··· DATA SUPPLIED ···

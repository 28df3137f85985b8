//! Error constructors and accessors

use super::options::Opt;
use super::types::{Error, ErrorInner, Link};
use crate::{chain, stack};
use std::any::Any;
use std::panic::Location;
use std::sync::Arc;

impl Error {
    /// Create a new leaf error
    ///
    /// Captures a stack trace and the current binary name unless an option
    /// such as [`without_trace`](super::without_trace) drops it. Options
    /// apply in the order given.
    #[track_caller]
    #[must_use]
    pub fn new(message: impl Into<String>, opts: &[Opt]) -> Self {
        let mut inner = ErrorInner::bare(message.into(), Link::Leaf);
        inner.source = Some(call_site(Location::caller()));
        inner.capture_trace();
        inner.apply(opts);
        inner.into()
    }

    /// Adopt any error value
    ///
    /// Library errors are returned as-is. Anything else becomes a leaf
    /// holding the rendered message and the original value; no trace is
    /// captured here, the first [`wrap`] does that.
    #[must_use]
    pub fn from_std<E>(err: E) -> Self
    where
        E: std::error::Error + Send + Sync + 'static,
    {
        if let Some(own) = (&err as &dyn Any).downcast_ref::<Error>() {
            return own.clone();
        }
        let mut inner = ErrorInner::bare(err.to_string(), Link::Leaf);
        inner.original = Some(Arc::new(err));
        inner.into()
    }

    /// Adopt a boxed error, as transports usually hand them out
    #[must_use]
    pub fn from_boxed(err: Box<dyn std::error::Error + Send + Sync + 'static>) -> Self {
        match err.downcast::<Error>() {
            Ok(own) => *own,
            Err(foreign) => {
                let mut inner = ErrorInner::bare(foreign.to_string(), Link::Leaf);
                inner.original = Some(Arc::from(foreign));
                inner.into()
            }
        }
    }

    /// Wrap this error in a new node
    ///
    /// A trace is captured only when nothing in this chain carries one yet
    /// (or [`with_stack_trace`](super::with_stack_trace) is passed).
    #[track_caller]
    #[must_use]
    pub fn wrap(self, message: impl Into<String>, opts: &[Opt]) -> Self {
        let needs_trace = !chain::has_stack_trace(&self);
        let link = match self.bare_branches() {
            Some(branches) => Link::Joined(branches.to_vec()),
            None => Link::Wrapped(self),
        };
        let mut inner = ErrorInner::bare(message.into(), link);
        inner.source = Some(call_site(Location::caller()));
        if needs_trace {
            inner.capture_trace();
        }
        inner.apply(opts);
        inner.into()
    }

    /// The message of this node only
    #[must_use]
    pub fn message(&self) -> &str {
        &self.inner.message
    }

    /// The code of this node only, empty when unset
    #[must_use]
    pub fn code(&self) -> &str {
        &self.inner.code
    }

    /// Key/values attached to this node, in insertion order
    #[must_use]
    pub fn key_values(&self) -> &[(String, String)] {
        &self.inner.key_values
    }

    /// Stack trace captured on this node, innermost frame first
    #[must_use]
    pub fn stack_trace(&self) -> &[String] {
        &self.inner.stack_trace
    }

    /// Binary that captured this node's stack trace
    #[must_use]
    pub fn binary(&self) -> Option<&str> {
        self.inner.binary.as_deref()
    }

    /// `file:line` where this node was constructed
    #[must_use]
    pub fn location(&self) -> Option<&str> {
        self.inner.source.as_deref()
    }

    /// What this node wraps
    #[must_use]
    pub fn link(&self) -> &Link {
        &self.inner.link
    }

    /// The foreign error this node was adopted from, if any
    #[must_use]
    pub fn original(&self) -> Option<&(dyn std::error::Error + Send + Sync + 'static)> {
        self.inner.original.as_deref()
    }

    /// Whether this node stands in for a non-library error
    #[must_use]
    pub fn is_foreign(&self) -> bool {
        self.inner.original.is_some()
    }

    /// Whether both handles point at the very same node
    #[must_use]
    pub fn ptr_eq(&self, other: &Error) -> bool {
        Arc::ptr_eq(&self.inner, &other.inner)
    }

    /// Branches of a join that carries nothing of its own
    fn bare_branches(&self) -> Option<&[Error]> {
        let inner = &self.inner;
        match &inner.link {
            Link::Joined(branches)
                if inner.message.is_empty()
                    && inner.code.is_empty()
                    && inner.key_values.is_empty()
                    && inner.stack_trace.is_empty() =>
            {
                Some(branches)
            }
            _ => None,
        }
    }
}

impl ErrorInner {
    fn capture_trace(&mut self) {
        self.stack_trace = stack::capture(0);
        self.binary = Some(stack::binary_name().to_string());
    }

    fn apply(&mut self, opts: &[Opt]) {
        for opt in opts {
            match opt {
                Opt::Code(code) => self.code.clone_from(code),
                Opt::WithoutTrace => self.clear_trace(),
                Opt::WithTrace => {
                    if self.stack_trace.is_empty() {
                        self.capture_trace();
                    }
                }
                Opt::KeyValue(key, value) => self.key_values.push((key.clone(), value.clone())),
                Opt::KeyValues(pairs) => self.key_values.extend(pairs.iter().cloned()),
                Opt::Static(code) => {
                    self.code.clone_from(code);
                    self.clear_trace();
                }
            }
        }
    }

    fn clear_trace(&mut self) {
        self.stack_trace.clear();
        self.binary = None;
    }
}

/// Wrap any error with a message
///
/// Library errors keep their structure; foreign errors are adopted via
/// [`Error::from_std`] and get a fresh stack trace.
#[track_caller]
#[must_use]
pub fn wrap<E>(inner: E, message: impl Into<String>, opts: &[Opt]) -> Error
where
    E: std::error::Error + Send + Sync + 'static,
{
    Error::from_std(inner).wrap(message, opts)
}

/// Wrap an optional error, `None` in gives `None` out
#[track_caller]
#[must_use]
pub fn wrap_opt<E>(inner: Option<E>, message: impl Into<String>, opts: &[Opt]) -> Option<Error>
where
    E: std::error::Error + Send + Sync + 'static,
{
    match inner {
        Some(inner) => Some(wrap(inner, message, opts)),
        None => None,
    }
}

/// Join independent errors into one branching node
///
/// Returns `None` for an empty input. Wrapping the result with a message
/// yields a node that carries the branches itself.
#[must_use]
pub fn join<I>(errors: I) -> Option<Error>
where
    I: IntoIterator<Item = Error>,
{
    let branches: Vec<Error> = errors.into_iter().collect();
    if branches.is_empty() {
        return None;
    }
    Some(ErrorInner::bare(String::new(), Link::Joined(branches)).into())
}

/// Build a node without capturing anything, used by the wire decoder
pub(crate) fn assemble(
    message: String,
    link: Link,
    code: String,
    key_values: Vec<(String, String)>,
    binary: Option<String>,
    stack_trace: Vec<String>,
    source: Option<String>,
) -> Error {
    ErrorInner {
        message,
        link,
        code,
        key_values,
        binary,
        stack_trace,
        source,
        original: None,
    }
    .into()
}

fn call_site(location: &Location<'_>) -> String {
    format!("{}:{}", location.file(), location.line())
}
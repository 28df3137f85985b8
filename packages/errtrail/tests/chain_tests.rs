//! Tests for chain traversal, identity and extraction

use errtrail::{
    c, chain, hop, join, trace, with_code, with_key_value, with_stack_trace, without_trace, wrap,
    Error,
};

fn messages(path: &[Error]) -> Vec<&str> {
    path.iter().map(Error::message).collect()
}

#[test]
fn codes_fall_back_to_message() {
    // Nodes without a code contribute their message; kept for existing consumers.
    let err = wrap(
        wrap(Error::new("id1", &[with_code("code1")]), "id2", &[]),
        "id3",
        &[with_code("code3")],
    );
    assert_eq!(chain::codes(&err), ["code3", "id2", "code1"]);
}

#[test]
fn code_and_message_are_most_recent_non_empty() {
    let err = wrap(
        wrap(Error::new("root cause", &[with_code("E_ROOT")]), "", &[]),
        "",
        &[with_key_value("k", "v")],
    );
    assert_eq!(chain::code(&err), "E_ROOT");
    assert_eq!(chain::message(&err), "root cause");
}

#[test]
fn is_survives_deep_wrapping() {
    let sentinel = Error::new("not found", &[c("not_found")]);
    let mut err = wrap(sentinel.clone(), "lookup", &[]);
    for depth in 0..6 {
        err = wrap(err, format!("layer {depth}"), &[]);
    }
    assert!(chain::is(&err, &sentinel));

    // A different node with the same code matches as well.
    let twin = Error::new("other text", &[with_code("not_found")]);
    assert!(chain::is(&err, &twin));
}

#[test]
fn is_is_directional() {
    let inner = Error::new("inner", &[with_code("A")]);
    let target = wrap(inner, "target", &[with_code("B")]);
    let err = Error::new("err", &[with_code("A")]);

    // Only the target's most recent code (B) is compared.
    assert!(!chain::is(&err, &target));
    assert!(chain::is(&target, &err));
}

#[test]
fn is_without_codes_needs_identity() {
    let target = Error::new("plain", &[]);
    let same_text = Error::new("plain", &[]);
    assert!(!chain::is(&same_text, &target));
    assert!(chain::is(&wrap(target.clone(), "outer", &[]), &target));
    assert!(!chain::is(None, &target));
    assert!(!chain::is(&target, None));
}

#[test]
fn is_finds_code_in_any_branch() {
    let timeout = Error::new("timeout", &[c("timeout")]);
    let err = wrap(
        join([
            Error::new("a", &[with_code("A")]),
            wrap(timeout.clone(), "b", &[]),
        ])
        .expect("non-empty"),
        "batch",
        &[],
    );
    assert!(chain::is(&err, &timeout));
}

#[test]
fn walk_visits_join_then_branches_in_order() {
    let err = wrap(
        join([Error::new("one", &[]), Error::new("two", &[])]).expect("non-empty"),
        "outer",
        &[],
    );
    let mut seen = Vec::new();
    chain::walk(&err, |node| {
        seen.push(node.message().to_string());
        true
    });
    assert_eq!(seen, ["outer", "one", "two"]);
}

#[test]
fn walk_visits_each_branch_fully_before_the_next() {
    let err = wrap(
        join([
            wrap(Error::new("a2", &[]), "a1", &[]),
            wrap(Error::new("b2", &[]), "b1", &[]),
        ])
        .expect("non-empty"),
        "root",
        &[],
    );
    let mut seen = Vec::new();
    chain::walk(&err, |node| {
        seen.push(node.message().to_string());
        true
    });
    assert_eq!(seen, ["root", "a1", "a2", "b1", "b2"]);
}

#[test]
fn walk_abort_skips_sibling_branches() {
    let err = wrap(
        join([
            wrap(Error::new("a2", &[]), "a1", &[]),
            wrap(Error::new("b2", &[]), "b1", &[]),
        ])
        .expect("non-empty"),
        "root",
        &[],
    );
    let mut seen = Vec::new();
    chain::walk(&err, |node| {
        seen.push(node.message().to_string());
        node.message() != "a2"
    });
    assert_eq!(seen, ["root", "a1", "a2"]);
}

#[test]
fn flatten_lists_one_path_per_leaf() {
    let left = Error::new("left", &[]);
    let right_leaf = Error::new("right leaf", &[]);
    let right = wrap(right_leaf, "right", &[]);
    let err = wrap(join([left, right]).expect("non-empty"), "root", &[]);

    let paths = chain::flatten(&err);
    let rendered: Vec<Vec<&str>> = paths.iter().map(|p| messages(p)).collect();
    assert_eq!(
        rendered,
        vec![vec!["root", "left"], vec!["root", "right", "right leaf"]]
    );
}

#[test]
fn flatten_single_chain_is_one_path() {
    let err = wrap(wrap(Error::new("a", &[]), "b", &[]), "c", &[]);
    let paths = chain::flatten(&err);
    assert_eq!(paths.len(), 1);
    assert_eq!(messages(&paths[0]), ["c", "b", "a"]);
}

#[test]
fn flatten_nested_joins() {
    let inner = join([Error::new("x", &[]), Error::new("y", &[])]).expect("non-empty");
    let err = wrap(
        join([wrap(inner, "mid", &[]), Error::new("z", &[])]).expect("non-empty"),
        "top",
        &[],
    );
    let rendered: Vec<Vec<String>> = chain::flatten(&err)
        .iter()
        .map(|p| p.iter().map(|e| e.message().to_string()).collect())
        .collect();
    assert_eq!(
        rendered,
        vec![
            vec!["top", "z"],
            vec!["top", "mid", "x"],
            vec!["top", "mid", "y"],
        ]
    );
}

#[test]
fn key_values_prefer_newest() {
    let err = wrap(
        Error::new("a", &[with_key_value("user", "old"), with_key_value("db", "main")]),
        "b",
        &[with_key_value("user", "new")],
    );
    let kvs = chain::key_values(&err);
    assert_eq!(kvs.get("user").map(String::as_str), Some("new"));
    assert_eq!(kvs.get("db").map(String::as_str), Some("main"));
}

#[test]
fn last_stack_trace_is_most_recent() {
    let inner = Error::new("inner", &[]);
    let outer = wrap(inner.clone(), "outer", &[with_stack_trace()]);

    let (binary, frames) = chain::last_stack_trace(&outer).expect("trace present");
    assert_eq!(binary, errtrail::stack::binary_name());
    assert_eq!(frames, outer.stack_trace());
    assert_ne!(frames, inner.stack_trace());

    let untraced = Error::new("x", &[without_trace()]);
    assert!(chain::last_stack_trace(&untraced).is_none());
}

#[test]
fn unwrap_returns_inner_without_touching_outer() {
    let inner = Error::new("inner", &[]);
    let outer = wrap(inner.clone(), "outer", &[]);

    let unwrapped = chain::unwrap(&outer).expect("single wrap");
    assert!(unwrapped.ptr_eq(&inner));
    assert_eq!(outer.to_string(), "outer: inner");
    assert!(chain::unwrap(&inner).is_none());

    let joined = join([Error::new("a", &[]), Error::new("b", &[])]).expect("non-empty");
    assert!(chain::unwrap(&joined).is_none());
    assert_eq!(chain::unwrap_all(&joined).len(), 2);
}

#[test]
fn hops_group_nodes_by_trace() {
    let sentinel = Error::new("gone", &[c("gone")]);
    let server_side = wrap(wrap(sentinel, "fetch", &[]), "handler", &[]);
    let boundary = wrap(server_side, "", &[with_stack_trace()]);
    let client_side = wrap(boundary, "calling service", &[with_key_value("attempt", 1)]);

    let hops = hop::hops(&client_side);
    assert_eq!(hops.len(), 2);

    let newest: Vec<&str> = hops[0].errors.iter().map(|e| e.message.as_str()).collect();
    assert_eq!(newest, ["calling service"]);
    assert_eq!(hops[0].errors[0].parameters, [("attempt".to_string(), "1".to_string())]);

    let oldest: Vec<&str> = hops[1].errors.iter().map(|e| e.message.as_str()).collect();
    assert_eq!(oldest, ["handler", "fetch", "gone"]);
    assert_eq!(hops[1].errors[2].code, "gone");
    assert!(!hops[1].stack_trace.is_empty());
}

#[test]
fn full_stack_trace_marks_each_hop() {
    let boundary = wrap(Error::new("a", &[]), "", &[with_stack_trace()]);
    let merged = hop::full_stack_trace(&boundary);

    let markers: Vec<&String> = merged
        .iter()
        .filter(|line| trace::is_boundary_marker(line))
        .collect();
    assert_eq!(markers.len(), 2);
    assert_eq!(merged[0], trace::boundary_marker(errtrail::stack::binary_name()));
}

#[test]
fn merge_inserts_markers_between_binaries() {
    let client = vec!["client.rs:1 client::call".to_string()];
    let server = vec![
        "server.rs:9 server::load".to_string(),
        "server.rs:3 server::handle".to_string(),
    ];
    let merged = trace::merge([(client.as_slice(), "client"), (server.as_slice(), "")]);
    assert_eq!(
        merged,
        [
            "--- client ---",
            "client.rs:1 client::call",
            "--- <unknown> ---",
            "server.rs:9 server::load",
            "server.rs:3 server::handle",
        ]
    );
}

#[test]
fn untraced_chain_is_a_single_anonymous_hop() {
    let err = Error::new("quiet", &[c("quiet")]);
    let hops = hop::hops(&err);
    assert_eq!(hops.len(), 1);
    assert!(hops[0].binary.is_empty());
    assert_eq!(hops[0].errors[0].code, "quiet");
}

···

ABOUT THIS TASK: The answer must be a single number: how many lines of the entries contain "frames".

RESPONSE: 3